The first building on the site was an early market cross dating back to the 16th century. The current building was commissioned by Thomas Watson-Wentworth, 1st Marquess of Rockingham, whose seat was at Wentworth Woodhouse, as a butter market for the town. It was designed in the neoclassical style, built in stone and completed in 1749. The design involved a rectangular structure which was arcaded on the ground floor, so that markets could be held, with a council chamber on the first floor.

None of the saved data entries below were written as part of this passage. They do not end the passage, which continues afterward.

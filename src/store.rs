//! The memo store: an ordered, newest-first memo list mirrored to a durable
//! key-value slot.
//!
//! The list is the unit of persistence. Every mutation serializes the whole
//! list and writes it under [`MEMOS_KEY`]; a mutation whose write fails is
//! rolled back so memory and storage never disagree.

use chrono::Utc;
use tracing::{debug, info};

use crate::classify::derive_primary_mode;
use crate::error::{Error, Result};
use crate::model::{Memo, MemoId, SceneMode, StructuredAnalysis};
use crate::storage::KvBackend;

/// Namespace key of the memo list.
pub const MEMOS_KEY: &str = "voxmind_memos";

/// Transcription kept when a capture fails with no usable input text.
pub const FAILED_TRANSCRIPTION: &str = "Failed to process content.";

/// How a processing memo resolves.
#[derive(Debug, Clone)]
pub enum Settlement {
    /// The gateway returned a structured record.
    Analyzed {
        transcription: String,
        analysis: StructuredAnalysis,
    },
    /// The gateway failed; keep the raw input and no analysis.
    Failed { transcription: String },
}

pub struct MemoStore<B: KvBackend> {
    backend: B,
    memos: Vec<Memo>,
}

impl<B: KvBackend> MemoStore<B> {
    /// Load the memo list from `backend`, seeding a welcome memo when the
    /// slot has never been written.
    pub fn open(backend: B) -> Result<Self> {
        let (memos, seeded) = match backend.get(MEMOS_KEY)? {
            Some(raw) => (serde_json::from_str::<Vec<Memo>>(&raw)?, false),
            None => (vec![Memo::welcome(Utc::now())], true),
        };

        let store = Self { backend, memos };
        if seeded {
            store.persist()?;
            info!("seeded new memo store with welcome memo");
        } else {
            debug!(count = store.memos.len(), "loaded memo store");
        }
        Ok(store)
    }

    /// Insert a processing placeholder at the front and return its id.
    pub fn create(&mut self, transcription: &str, hint: SceneMode) -> Result<MemoId> {
        self.insert(Memo::placeholder(transcription, hint, None))
    }

    /// Like [`create`](Self::create), recording where the captured audio lives.
    pub fn create_with_audio(
        &mut self,
        transcription: &str,
        hint: SceneMode,
        audio_url: impl Into<String>,
    ) -> Result<MemoId> {
        self.insert(Memo::placeholder(
            transcription,
            hint,
            Some(audio_url.into()),
        ))
    }

    fn insert(&mut self, memo: Memo) -> Result<MemoId> {
        let id = memo.id.clone();
        self.memos.insert(0, memo);
        if let Err(e) = self.persist() {
            self.memos.remove(0);
            return Err(e);
        }
        debug!(memo.id = %id, "created placeholder memo");
        Ok(id)
    }

    /// Resolve the memo with `id` in place.
    ///
    /// Returns `false` without writing when no memo has that id. Settling the
    /// same id again overwrites the earlier settlement.
    pub fn settle(&mut self, id: &MemoId, settlement: Settlement) -> Result<bool> {
        let Some(index) = self.memos.iter().position(|m| &m.id == id) else {
            debug!(memo.id = %id, "settle for unknown memo ignored");
            return Ok(false);
        };

        let previous = self.memos[index].clone();
        let memo = &mut self.memos[index];
        match settlement {
            Settlement::Analyzed {
                transcription,
                analysis,
            } => {
                memo.scene_mode = derive_primary_mode(&analysis.categories);
                memo.transcription = transcription;
                memo.analysis = Some(analysis);
            }
            Settlement::Failed { transcription } => {
                memo.transcription = if transcription.is_empty() {
                    FAILED_TRANSCRIPTION.to_string()
                } else {
                    transcription
                };
                memo.analysis = None;
            }
        }
        memo.is_processing = false;

        if let Err(e) = self.persist() {
            self.memos[index] = previous;
            return Err(e);
        }
        Ok(true)
    }

    /// All memos, newest first.
    pub fn list(&self) -> &[Memo] {
        &self.memos
    }

    pub fn get(&self, id: &MemoId) -> Option<&Memo> {
        self.memos.iter().find(|m| &m.id == id)
    }

    /// Find the single memo whose id starts with `prefix`.
    pub fn find_by_prefix(&self, prefix: &str) -> Result<&Memo> {
        if let Some(exact) = self.memos.iter().find(|m| m.id.as_str() == prefix) {
            return Ok(exact);
        }
        let matches: Vec<&Memo> = self
            .memos
            .iter()
            .filter(|m| m.id.as_str().starts_with(prefix))
            .collect();
        match matches.as_slice() {
            [] => Err(Error::NotFound(prefix.to_string())),
            [memo] => Ok(*memo),
            many => Err(Error::Other(format!(
                "{} memos match prefix '{prefix}', be more specific",
                many.len()
            ))),
        }
    }

    fn persist(&self) -> Result<()> {
        let raw = serde_json::to_string(&self.memos)?;
        self.backend.set(MEMOS_KEY, &raw)?;
        debug!(count = self.memos.len(), bytes = raw.len(), "persisted memo list");
        Ok(())
    }
}
//! Logging and OpenTelemetry setup.
//!
//! Always installs a tracing-subscriber fmt layer filtered by `RUST_LOG`
//! (falling back to the configured level). When an OTLP endpoint is
//! configured, gateway spans and memo metrics are exported there as well.

pub mod genai;
pub mod metrics;

use crate::error::{Error, Result};
use opentelemetry_sdk::metrics::SdkMeterProvider;
use opentelemetry_sdk::trace::SdkTracerProvider;

/// Configuration for telemetry initialization.
pub struct TelemetryConfig {
    /// Optional OTLP endpoint (e.g. "http://localhost:4317").
    pub endpoint: Option<String>,
    /// The service name reported in telemetry signals.
    pub service_name: String,
    /// Filter directive used when `RUST_LOG` is unset.
    pub log_level: String,
}

/// Keeps the OTel pipelines alive; flushes and shuts them down on drop.
pub struct TelemetryGuard {
    tracer_provider: Option<SdkTracerProvider>,
    meter_provider: Option<SdkMeterProvider>,
}

impl TelemetryGuard {
    /// Force-flush both pipelines. A short-lived CLI calls this before exit.
    pub fn force_flush(&self) {
        if let Some(ref provider) = self.tracer_provider {
            let _ = provider.force_flush();
        }
        if let Some(ref provider) = self.meter_provider {
            let _ = provider.force_flush();
        }
    }
}

impl Drop for TelemetryGuard {
    fn drop(&mut self) {
        if let Some(provider) = self.meter_provider.take() {
            let _ = provider.shutdown();
        }
        if let Some(provider) = self.tracer_provider.take() {
            let _ = provider.shutdown();
        }
    }
}

/// Initialize logging, plus trace and metric export when an endpoint is set.
///
/// # Errors
///
/// Returns an error if an OTLP exporter fails to build or a global
/// subscriber is already installed.
pub fn init_telemetry(config: TelemetryConfig) -> Result<TelemetryGuard> {
    use tracing_subscriber::EnvFilter;
    use tracing_subscriber::layer::SubscriberExt as _;
    use tracing_subscriber::util::SubscriberInitExt as _;

    let env_filter = EnvFilter::try_from_default_env()
        .unwrap_or_else(|_| EnvFilter::new(&config.log_level));

    let Some(endpoint) = config.endpoint else {
        tracing_subscriber::registry()
            .with(env_filter)
            .with(tracing_subscriber::fmt::layer().with_writer(std::io::stderr))
            .try_init()
            .map_err(|e| Error::Other(format!("failed to init tracing subscriber: {e}")))?;
        return Ok(TelemetryGuard {
            tracer_provider: None,
            meter_provider: None,
        });
    };

    use opentelemetry::trace::TracerProvider as _;

    let resource = opentelemetry_sdk::Resource::builder()
        .with_service_name(config.service_name)
        .build();
    let tracer_provider = build_tracer_provider(&endpoint, resource.clone())?;
    let meter_provider = build_meter_provider(&endpoint, resource)?;
    opentelemetry::global::set_meter_provider(meter_provider.clone());

    let tracer = tracer_provider.tracer("voxmind");
    tracing_subscriber::registry()
        .with(env_filter)
        .with(
            tracing_subscriber::fmt::layer()
                .compact()
                .with_writer(std::io::stderr),
        )
        .with(tracing_opentelemetry::layer().with_tracer(tracer))
        .try_init()
        .map_err(|e| Error::Other(format!("failed to init tracing subscriber: {e}")))?;

    Ok(TelemetryGuard {
        tracer_provider: Some(tracer_provider),
        meter_provider: Some(meter_provider),
    })
}

fn build_tracer_provider(
    endpoint: &str,
    resource: opentelemetry_sdk::Resource,
) -> Result<SdkTracerProvider> {
    use opentelemetry_otlp::WithExportConfig as _;

    let exporter = opentelemetry_otlp::SpanExporter::builder()
        .with_tonic()
        .with_endpoint(endpoint)
        .build()
        .map_err(|e| Error::Other(format!("failed to create OTLP span exporter: {e}")))?;

    Ok(SdkTracerProvider::builder()
        .with_batch_exporter(exporter)
        .with_resource(resource)
        .build())
}

fn build_meter_provider(
    endpoint: &str,
    resource: opentelemetry_sdk::Resource,
) -> Result<SdkMeterProvider> {
    use opentelemetry_otlp::WithExportConfig as _;

    let exporter = opentelemetry_otlp::MetricExporter::builder()
        .with_tonic()
        .with_endpoint(endpoint)
        .build()
        .map_err(|e| Error::Other(format!("failed to create OTLP metric exporter: {e}")))?;

    Ok(SdkMeterProvider::builder()
        .with_periodic_exporter(exporter)
        .with_resource(resource)
        .build())
}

The building was extensively refaced in an unsympathetic style in the mid-19th century, and then extended to the north and to the east in the late 19th century. The design of the new east-facing entrance block, which was castellated, involved a symmetrical main frontage of five bays. The central section of three bays, which was slightly projected forward, featured a doorway with a rectangular fanlight, flanked by two small bi-partite widows. The bays in the central section were flanked by pilasters and by large brackets supporting a wrought iron balcony. On the first floor there was a French door flanked by two casement windows. The outer bays were fenestrated by sash windows on both floors.

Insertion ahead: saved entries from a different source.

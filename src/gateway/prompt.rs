//! Instructions and request text sent to the gateway.

use chrono::NaiveDate;

use crate::model::SceneMode;

/// System instruction shared by text and audio requests.
pub const SYSTEM_INSTRUCTIONS: &str = r#"
You are an expert personal assistant specialized in organizing fragmented voice and text notes.
Analyze the content and convert it into a structured JSON format.

CRITICAL CONTENT RULE (Faithful Transcription/Literal Translation):
For the "summary" field, DO NOT rewrite, formalize, or embellish the user's original words.
Provide a faithful transcription or a very literal translation that preserves the original tone, keywords, and phrasing.
The user wants a literal transcription/translation, NOT a formal summary.

STRICT TAGGING RULE:
1. PRIMARY CATEGORY: You MUST choose exactly ONE from these four: ["Idea", "Meeting", "Study", "Personal"]. These are mutually exclusive.
2. OPTIONAL TAG: You may optionally include "To-do" in the "categories" array IF AND ONLY IF the content contains actionable tasks or a specific deadline.
Example valid "categories": ["Meeting", "To-do"], ["Study"], ["Personal", "To-do"], ["Idea"].
Example INVALID "categories": ["Meeting", "Study"], ["Idea", "Personal", "To-do"].

DATE EXTRACTION:
If "To-do" is present and a time is mentioned (e.g. "next Tuesday", "tomorrow"), calculate the exact YYYY-MM-DD based on the current date and return it in "dueDate".

MIND MAP RULE:
For "Study" or "Idea" categories, break down the logic into 3-5 key hierarchical nodes in "mindMapNodes".

Output JSON structure:
{
  "title": "Short descriptive title",
  "summary": "FAITHFUL literal transcription/translation (NO REWRITING)",
  "categories": ["PrimaryCategory", "To-do" (optional)],
  "type": "Note | Todo",
  "dueDate": "YYYY-MM-DD or null",
  "keyPoints": ["literal key point 1", "literal key point 2"],
  "actionItems": ["actionable task 1", "actionable task 2"],
  "mindMapNodes": [
    { "id": "1", "label": "Main Topic" },
    { "id": "2", "label": "Sub Topic" }
  ]
}
"#;

/// User turn for a text capture.
pub fn text_request(transcript: &str, hint: SceneMode, today: NaiveDate) -> String {
    format!(
        "[Today: {today}]\n[Context: {hint}]\n[Original Content: {transcript}]\n\n\
         Task: Transcribe literally into 'summary'. Extract categories following the strict \
         mutual exclusivity rule for primary tags.",
        today = today.format("%Y-%m-%d"),
    )
}

/// User turn accompanying an inline audio payload.
pub fn audio_request(hint: SceneMode, today: NaiveDate) -> String {
    format!(
        "[Today: {today}]\n[Context: {hint}]\nTranscribe literally. Strictly enforce category \
         exclusivity: Pick ONE from {{Idea, Meeting, Study, Personal}} and optionally 'To-do'.",
        today = today.format("%Y-%m-%d"),
    )
}

/// JSON schema constraining the gateway's response.
pub fn response_schema() -> serde_json::Value {
    serde_json::json!({
        "type": "OBJECT",
        "properties": {
            "title": { "type": "STRING" },
            "summary": { "type": "STRING" },
            "categories": {
                "type": "ARRAY",
                "items": { "type": "STRING" },
                "description": "Must contain exactly one of [Idea, Meeting, Study, Personal], and optionally 'To-do'."
            },
            "type": { "type": "STRING" },
            "dueDate": { "type": "STRING", "description": "YYYY-MM-DD format" },
            "keyPoints": { "type": "ARRAY", "items": { "type": "STRING" } },
            "actionItems": { "type": "ARRAY", "items": { "type": "STRING" } },
            "mindMapNodes": {
                "type": "ARRAY",
                "items": {
                    "type": "OBJECT",
                    "properties": {
                        "id": { "type": "STRING" },
                        "label": { "type": "STRING" }
                    }
                }
            }
        },
        "required": ["title", "summary", "categories", "type", "keyPoints", "actionItems"]
    })
}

Petty session hearings were typically held in the building on a fortnightly basis and county court hearings were held once a month. Following significant population growth, largely associated with the status of Malton as a market town, the area became an urban district in 1894. The town hall then served as the meeting place of the new district council for much of the 20th century, but ceased to be the local seat of government when Ryedale District Council was formed at the council offices in Norton-on-Derwent in 1974. The Malton Museum relocated from the Milton Rooms to the town hall in 1982. However, when their lease came to an end in 2012, the trustees of the museum decided to move to Subscription Rooms.

The town hall then remained vacant for five years, after which it was extensively refurbished to a design by Folium Architects. The work, which cost £380,000, involved the removal of the in-filling in the arches and the installation of glazing instead. The building then re-opened as a restaurant, known as the Stew and Oyster, in 2019. It came under new management, as The Pizza on The Square, in 2023.

==See also==
- Listed buildings in Malton, North Yorkshire (central area)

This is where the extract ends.